> [Try it] Among the entries below, find the lines that hold the word "expect" and report them.

> [Dataset content]
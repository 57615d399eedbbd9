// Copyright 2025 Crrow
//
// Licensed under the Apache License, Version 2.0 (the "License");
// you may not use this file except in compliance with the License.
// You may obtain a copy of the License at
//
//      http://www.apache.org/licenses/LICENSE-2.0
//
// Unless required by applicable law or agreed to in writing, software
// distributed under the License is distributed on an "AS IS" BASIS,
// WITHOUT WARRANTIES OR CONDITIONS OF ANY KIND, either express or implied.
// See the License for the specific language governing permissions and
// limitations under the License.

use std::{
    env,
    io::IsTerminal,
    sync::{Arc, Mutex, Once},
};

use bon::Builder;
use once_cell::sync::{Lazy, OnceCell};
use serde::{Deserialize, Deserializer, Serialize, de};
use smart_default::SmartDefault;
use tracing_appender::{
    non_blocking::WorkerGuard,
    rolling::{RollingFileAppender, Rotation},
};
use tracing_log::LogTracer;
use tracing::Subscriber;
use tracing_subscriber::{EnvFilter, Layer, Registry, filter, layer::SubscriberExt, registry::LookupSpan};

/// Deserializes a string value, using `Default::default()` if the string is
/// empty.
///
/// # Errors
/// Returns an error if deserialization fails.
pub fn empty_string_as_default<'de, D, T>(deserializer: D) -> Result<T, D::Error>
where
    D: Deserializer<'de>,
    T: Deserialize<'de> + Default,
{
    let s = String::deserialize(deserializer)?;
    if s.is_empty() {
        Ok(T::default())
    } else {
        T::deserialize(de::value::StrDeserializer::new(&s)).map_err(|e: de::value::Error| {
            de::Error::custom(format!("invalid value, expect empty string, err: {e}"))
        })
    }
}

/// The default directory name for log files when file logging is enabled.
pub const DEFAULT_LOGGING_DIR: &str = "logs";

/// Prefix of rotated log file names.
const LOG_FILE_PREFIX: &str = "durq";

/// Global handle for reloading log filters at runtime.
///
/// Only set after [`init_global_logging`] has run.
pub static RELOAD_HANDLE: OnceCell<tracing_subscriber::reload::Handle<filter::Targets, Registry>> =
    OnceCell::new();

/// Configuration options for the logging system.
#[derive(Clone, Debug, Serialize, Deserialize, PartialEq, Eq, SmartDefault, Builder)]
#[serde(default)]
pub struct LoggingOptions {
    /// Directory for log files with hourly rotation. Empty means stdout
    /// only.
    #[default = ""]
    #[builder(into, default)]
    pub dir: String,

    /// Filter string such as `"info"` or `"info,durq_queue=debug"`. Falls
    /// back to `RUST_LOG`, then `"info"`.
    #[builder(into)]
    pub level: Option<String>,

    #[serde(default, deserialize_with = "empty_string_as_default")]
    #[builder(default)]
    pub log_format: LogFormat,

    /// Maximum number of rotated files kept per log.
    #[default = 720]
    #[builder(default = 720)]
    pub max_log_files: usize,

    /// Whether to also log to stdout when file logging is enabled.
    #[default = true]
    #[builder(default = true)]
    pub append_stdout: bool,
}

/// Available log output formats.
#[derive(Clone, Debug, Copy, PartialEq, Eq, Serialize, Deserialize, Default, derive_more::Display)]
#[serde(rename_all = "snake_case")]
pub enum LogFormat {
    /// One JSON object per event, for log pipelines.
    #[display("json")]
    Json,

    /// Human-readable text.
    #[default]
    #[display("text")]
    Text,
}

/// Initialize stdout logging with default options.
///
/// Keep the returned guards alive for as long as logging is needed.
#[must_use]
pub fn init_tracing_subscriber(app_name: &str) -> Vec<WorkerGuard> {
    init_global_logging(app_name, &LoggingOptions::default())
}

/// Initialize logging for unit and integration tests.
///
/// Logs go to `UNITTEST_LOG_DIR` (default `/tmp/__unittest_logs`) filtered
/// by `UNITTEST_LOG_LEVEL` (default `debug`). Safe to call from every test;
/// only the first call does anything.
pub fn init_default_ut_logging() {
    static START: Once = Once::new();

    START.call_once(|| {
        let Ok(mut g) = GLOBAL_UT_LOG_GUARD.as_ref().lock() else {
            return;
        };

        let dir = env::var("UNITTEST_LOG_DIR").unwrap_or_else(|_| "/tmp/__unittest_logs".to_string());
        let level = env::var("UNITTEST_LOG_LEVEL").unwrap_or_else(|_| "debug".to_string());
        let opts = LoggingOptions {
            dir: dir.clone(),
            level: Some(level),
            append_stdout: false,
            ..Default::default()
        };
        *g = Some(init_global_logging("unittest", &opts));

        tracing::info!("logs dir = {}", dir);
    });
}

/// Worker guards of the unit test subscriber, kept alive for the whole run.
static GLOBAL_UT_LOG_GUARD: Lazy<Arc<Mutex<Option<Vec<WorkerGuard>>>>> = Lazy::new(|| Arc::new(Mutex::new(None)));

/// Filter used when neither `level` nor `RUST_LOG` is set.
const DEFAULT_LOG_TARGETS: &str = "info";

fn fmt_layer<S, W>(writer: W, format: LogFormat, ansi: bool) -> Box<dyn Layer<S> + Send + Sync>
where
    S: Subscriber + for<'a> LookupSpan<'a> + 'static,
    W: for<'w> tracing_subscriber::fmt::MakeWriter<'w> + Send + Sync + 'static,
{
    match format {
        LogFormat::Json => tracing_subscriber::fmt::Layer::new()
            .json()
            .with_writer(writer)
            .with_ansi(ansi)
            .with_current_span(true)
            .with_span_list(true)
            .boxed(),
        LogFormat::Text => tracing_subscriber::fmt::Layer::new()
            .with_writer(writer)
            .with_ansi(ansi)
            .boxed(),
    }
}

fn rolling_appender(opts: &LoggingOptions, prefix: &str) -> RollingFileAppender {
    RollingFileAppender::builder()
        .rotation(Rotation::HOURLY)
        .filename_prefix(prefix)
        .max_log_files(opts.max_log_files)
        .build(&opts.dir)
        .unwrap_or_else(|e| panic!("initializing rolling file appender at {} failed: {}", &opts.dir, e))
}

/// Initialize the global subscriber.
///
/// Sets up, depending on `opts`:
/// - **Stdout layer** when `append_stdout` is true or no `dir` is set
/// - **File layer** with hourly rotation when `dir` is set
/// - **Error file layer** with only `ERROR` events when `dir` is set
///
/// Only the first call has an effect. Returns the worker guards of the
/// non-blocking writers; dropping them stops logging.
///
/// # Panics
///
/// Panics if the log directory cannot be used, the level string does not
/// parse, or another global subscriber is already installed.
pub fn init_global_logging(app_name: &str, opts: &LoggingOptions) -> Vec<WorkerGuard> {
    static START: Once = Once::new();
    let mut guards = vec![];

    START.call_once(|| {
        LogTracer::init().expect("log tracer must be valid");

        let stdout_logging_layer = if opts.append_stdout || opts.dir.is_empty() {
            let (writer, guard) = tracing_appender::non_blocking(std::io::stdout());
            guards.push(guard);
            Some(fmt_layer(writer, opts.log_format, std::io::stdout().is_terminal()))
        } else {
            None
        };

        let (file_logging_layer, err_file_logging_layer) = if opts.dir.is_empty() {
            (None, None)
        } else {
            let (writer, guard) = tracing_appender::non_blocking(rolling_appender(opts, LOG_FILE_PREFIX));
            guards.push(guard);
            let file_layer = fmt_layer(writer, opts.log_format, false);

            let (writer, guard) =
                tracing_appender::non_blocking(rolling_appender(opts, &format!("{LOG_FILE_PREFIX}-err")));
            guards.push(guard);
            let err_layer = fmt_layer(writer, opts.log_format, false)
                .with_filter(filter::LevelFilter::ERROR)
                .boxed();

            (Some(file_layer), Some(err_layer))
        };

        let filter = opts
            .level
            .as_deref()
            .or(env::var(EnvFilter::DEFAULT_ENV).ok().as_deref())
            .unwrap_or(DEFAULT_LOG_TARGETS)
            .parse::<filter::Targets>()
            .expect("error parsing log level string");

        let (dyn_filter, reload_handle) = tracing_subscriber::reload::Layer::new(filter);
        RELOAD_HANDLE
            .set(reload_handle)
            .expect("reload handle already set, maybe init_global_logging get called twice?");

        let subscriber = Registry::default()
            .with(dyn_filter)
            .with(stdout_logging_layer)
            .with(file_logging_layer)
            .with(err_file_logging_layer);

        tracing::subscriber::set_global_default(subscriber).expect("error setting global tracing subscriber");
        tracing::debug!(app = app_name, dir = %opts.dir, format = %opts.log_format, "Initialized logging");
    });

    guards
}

> [Solution to the problem]
            de::Error::custom(format!("invalid value, expect empty string, err: {e}"))
        LogTracer::init().expect("log tracer must be valid");
            .expect("error parsing log level string");
            .expect("reload handle already set, maybe init_global_logging get called twice?");
        tracing::subscriber::set_global_default(subscriber).expect("error setting global tracing subscriber");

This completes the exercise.